Blackstone Group’s shares haven’t looked so hot since the firm went public in June 2007. No secret there. That’s due to a lot of things, including the fact that investors aren’t really sure what to make of the public private equity giant.
Steve and Tony have lodged a handful of “the market doesn’t understand us” comments, mostly in reference to leverage or mega-buyouts, but to their credit, they haven’t been crying us a river like some whiney CEOs I know. And why should they, when they’ve got analysts to do their dirty work?
Today Howard Chen of Credit Suisse took up the BX torch, penning a report titled “Ten Common Misconceptions about Blackstone.” The report is accompanied by an “Outperform” rating.
So what are the markets just not “getting” about Blackstone?
Here are few highlights from Chen’s In Defense of Blackstone 101note:
The firm won’t be able to raise new funds.
FALSE! The firm has raised all kinds of money since the credit crisis started! Look at BCP VI, the fund that’s less than halfway to its (lowered) target after what, just two years in the market?

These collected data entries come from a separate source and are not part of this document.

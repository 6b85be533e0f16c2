//! slicer-meta - print the metadata of sliced 3D-printing files

mod config;

use config::Config;
use slicer_meta::{parse_slicer_file, ParseResult};
use std::path::Path;
use tracing::{error, info};

fn image_summary(image: Option<&str>, hide: bool) -> String {
    match image {
        None => "none".to_string(),
        Some(_) if hide => "present".to_string(),
        Some(data) => data.to_string(),
    }
}

fn print_report(path: &Path, result: &ParseResult, config: &Config) {
    println!("== {}", path.display());

    if let Some(slicer) = &result.slicer {
        println!("Slicer:        {} ({})", slicer.slicer, slicer.slicer_name);
        println!("Version:       {}", slicer.slicer_version);
        println!("Sliced:        {} {}", slicer.slice_date, slicer.slice_time);
        println!(
            "Print time:    {}",
            slicer.print_eta.as_deref().unwrap_or("unknown")
        );
    }

    if let Some(file) = &result.file {
        println!("Printer:       {}", file.printer_model);
        println!("Filament:      {}", file.filament_type);
        println!(
            "Usage:         {:.2} mm, {:.2} g",
            file.filament_used_mm, file.filament_used_g
        );
        for filament in &file.filaments {
            println!(
                "  slot {}: {} {} {} m {} g",
                filament.id,
                filament.filament_type,
                filament.color.as_deref().unwrap_or("-"),
                filament.used_m,
                filament.used_g
            );
        }
        println!(
            "Thumbnail:     {}",
            image_summary(file.thumbnail.as_deref(), config.no_thumbnail)
        );
    }

    if let Some(three_mf) = &result.three_mf {
        println!("Printer id:    {}", three_mf.printer_model_id);
        println!("Supports:      {}", three_mf.support_used);
        println!("Objects:       {}", three_mf.file_names.join(", "));
        println!(
            "Plate image:   {}",
            image_summary(three_mf.plate_image.as_deref(), config.no_thumbnail)
        );
    }

    for diagnostic in &result.diagnostics {
        println!("warning: {}", diagnostic);
    }
}

fn main() {
    // Parse configuration and initialize logging
    let config = Config::from_args().unwrap_or_else(|e| {
        eprintln!("Configuration error: {}", e);
        std::process::exit(1);
    });

    let mut failures = 0;
    for path in &config.files {
        match parse_slicer_file(path) {
            Ok(result) => print_report(path, &result, &config),
            Err(e) => {
                failures += 1;
                error!("Parsing {} failed: {:#}", path.display(), e);
                eprintln!("Error: {}: {:#}", path.display(), e);
            }
        }
    }

    info!(
        "Parsed {} of {} files",
        config.files.len() - failures,
        config.files.len()
    );
    if failures > 0 {
        std::process::exit(1);
    }
}
//! Stateless time, unit and encoding conversions shared by all parsers

use base64::{engine::general_purpose::STANDARD, Engine as _};
use chrono::NaiveTime;
use lazy_static::lazy_static;
use regex::Regex;

lazy_static! {
    static ref LEADING_NUMBER: Regex =
        Regex::new(r"^\s*[+-]?(?:\d+\.?\d*|\.\d+)(?:[eE][+-]?\d+)?").expect("valid number regex");
    static ref WHITESPACE: Regex = Regex::new(r"\s+").expect("valid whitespace regex");
}

/// Convert a 24-hour `HH:mm:ss` slice time to `h:mm AM/PM`
pub fn parse_slice_time(raw: &str) -> Option<String> {
    let time = NaiveTime::parse_from_str(raw.trim(), "%H:%M:%S").ok()?;
    Some(time.format("%-I:%M %p").to_string())
}

/// Parse the leading number of a value, 0.0 when absent or unparsable.
///
/// Only the numeric prefix is read, so per-extruder lists such as
/// `"1219.86, 0.00"` yield their first entry.
pub fn parse_float_or_default(value: Option<&str>) -> f64 {
    value
        .and_then(|v| LEADING_NUMBER.find(v))
        .and_then(|m| m.as_str().trim().parse::<f64>().ok())
        .filter(|n| n.is_finite())
        .unwrap_or(0.0)
}

/// Millimeters to a meters string with exactly two decimals
pub fn format_meters(mm: f64) -> String {
    format!("{:.2}", mm / 1000.0)
}

pub fn format_grams(grams: f64) -> String {
    format!("{:.2}", grams)
}

/// Seconds to a compact duration token, leading zero units omitted
pub fn format_duration(total_seconds: u64) -> String {
    let hours = total_seconds / 3600;
    let minutes = (total_seconds % 3600) / 60;
    let seconds = total_seconds % 60;

    if hours > 0 {
        format!("{}h{}m{}s", hours, minutes, seconds)
    } else if minutes > 0 {
        format!("{}m{}s", minutes, seconds)
    } else {
        format!("{}s", seconds)
    }
}

/// Prefix of every thumbnail and plate image handed to callers
pub const PNG_DATA_URL_PREFIX: &str = "data:image/png;base64,";

/// Wrap raw PNG bytes as a data URL
pub fn png_data_url(png: &[u8]) -> String {
    format!("{}{}", PNG_DATA_URL_PREFIX, STANDARD.encode(png))
}

/// Remove all whitespace from a duration token ("37m 30s" -> "37m30s")
pub fn compact_duration(token: &str) -> String {
    WHITESPACE.replace_all(token.trim(), "").into_owned()
}
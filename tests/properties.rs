//! Property-based tests for slicer-meta
//!
//! Random headers, byte buffers and filament lists checked against the
//! invariants the parsers promise.

use proptest::prelude::*;
use slicer_meta::helpers::{format_duration, format_meters};
use slicer_meta::meta::{
    filter_used, parse_eta, FilamentInfo, HeaderLayout, SlicerMeta, SlicerType, ERROR, UNKNOWN,
};
use slicer_meta::sniffer::{sniff_bytes, SNIFF_WINDOW};
use slicer_meta::{DiagnosticKind, Diagnostics};

// ============================================================================
// Generators
// ============================================================================

/// Header lines assembled from tokens real headers are made of
fn header_strategy() -> impl Strategy<Value = String> {
    prop::collection::vec(
        prop::sample::select(vec![
            "generated",
            "by",
            "ffslicer",
            "OrcaSlicer",
            "2.4.4",
            "on",
            "at",
            "05/04/25",
            "2025-05-12",
            "17:52:28",
            "5:52",
            "PM",
        ]),
        0..10,
    )
    .prop_map(|tokens| format!(";{}", tokens.join(" ")))
}

fn layout_strategy() -> impl Strategy<Value = HeaderLayout> {
    prop_oneof![Just(HeaderLayout::FlashPrint), Just(HeaderLayout::Orca)]
}

fn usage_strategy() -> impl Strategy<Value = String> {
    prop_oneof![
        Just("0".to_string()),
        Just("0.00".to_string()),
        Just(String::new()),
        Just("n/a".to_string()),
        (0u32..100_000).prop_map(|n| format!("{:.2}", f64::from(n) / 100.0)),
    ]
}

fn filament_strategy() -> impl Strategy<Value = FilamentInfo> {
    (1u32..16, usage_strategy(), usage_strategy()).prop_map(|(id, used_m, used_g)| FilamentInfo {
        id: id.to_string(),
        filament_type: "PLA".to_string(),
        color: None,
        used_m,
        used_g,
    })
}

// ============================================================================
// Properties
// ============================================================================

proptest! {
    #[test]
    fn sniffing_only_depends_on_the_window(
        content in prop::collection::vec(any::<u8>(), 0..2048)
    ) {
        let window = &content[..content.len().min(SNIFF_WINDOW)];

        let mut full = Diagnostics::new();
        let mut prefix = Diagnostics::new();
        prop_assert_eq!(sniff_bytes(&content, &mut full), sniff_bytes(window, &mut prefix));
        prop_assert_eq!(full, prefix);
    }

    #[test]
    fn sniffing_known_header_ignores_the_rest(
        tail in prop::collection::vec(any::<u8>(), 0..1024)
    ) {
        let mut content = b";generated by ffslicer 2.4.4 05/04/25 17:52:28\n".to_vec();
        content.extend_from_slice(&tail);

        let mut diagnostics = Diagnostics::new();
        prop_assert_eq!(sniff_bytes(&content, &mut diagnostics), SlicerType::FlashPrint);
        prop_assert!(diagnostics.is_empty());
    }

    #[test]
    fn meters_have_two_decimals(mm in 0u32..10_000_000) {
        let formatted = format_meters(f64::from(mm));
        let (_, decimals) = formatted.split_once('.').expect("decimal point");
        prop_assert_eq!(decimals.len(), 2);

        let value: f64 = formatted.parse().expect("number");
        prop_assert!((value - f64::from(mm) / 1000.0).abs() <= 0.005 + 1e-9);
    }

    #[test]
    fn filter_used_keeps_exactly_the_used_slots(
        filaments in prop::collection::vec(filament_strategy(), 0..12)
    ) {
        let used = filter_used(&filaments);
        let expected: Vec<FilamentInfo> =
            filaments.iter().filter(|f| f.is_used()).cloned().collect();

        prop_assert!(used.iter().all(FilamentInfo::is_used));
        prop_assert_eq!(used, expected);
    }

    #[test]
    fn header_fields_are_all_or_nothing(
        line in header_strategy(),
        layout in layout_strategy()
    ) {
        let mut diagnostics = Diagnostics::new();
        let meta = SlicerMeta::from_generated_by(SlicerType::OrcaFF, layout, &line, &mut diagnostics);

        if meta.has_header() {
            prop_assert_ne!(meta.slicer_name.as_str(), UNKNOWN);
            prop_assert_ne!(meta.slicer_version.as_str(), ERROR);
            prop_assert_ne!(meta.slice_date.as_str(), ERROR);
            prop_assert!(!diagnostics.contains(DiagnosticKind::MalformedHeader));
        } else {
            prop_assert_eq!(meta, SlicerMeta::default());
            prop_assert!(diagnostics.contains(DiagnosticKind::MalformedHeader));
        }
    }

    #[test]
    fn formatted_durations_parse_back(seconds in 1u64..1_000_000) {
        let eta = format_duration(seconds);
        let line = format!("; estimated printing time (normal mode) = {}", eta);
        prop_assert_eq!(parse_eta(&line), Some(eta));
    }
}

The firm only does private equity.
FALSE! Blackstone does all kinds of real estate, hedge fund, and placement agent crap. Remember that whole meme about Blackstone turning into Goldman Sachs and Goldman Sachs turning into Blackstone? They didn’t get that rap for nothing (luckily they avoided the whole vampire squid rap). But we knew that.

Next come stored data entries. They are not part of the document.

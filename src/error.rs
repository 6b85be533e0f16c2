//! Error handling for slicer-meta
//!
//! Parsing entry points return `anyhow::Result` so callers get the whole
//! context chain; the failure kinds a caller may want to match on are the
//! variants of [`SlicerMetaError`].

use anyhow::Context;
use std::path::{Path, PathBuf};

pub type Result<T> = anyhow::Result<T>;

/// Extension trait for Results to add context naming an archive entry
pub trait ResultExt<T> {
    fn with_entry_context(self, entry: &str) -> Result<T>;
}

impl<T, E> ResultExt<T> for std::result::Result<T, E>
where
    E: Into<anyhow::Error> + Send + Sync + 'static,
{
    fn with_entry_context(self, entry: &str) -> Result<T> {
        self.map_err(|e| e.into())
            .with_context(|| format!("Error processing archive entry {}", entry))
    }
}

/// Fatal failures; anything recoverable is reported as a
/// [`Diagnostic`](crate::diagnostics::Diagnostic) instead.
#[derive(Debug, thiserror::Error)]
pub enum SlicerMetaError {
    #[error("Cannot access file '{}': {reason}", path.display())]
    FileAccess { path: PathBuf, reason: String },

    #[error("Cannot process file: sliced by unknown software or format unrecognized (header: \"{header}\")")]
    UnknownFormat { header: String },

    #[error("Invalid XML structure in slice_info.config: {reason}")]
    InvalidContainer { reason: String },

    #[error("Embedded G-code is missing")]
    MissingEmbeddedPayload,

    #[error("Corrupt GX container: {reason}")]
    CorruptGx { reason: String },

    #[error("Unsupported file extension '{extension}' and G-code parsing failed: {reason}")]
    UnsupportedExtension { extension: String, reason: String },
}

impl SlicerMetaError {
    pub(crate) fn file_access(path: &Path, reason: impl ToString) -> Self {
        SlicerMetaError::FileAccess {
            path: path.to_path_buf(),
            reason: reason.to_string(),
        }
    }
}

/// Find the first [`SlicerMetaError`] in an error's context chain.
pub fn find_error(err: &anyhow::Error) -> Option<&SlicerMetaError> {
    err.chain().find_map(|cause| cause.downcast_ref::<SlicerMetaError>())
}

#[cfg(test)]
mod tests {
    use super::*;

    #[test]
    fn test_entry_context_message() {
        let result: std::result::Result<(), std::io::Error> = Err(std::io::Error::new(
            std::io::ErrorKind::InvalidData,
            "Invalid checksum",
        ));
        let err = result.with_entry_context("Metadata/plate_1.png").unwrap_err();

        assert_eq!(
            err.to_string(),
            "Error processing archive entry Metadata/plate_1.png"
        );
        assert!(format!("{:#}", err).contains("Invalid checksum"));
    }

    #[test]
    fn test_find_error_through_context() {
        let err = anyhow::Error::new(SlicerMetaError::MissingEmbeddedPayload)
            .context("Failed to parse 3MF archive");

        assert!(matches!(
            find_error(&err),
            Some(SlicerMetaError::MissingEmbeddedPayload)
        ));
    }

    #[test]
    fn test_unsupported_extension_message() {
        let err = SlicerMetaError::UnsupportedExtension {
            extension: ".txt".to_string(),
            reason: "unknown software".to_string(),
        };

        assert_eq!(
            err.to_string(),
            "Unsupported file extension '.txt' and G-code parsing failed: unknown software"
        );
    }
}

The firm’s writedowns impact its fee stream.
FALSE! Buyout firms get fees based on committed capital, not value. (Note: For the first four or five years. Technically, once the investment period ends, most firms actually do calculate their fees based on write-ups and write-downs.)
Blackstone’s bad bets will hurt its balance sheet.
Again, FALSE! Blackstone has two masters, its LPs (they’re the ones that get screwed by bad bets) and its shareholders. The firm will probably tell each group that its primary fiduciary duty is to that group, but technically its primary duty is still to the LPs of its funds.
And on and so on. As The Fresh Prince once said, shareholders just don’t understand.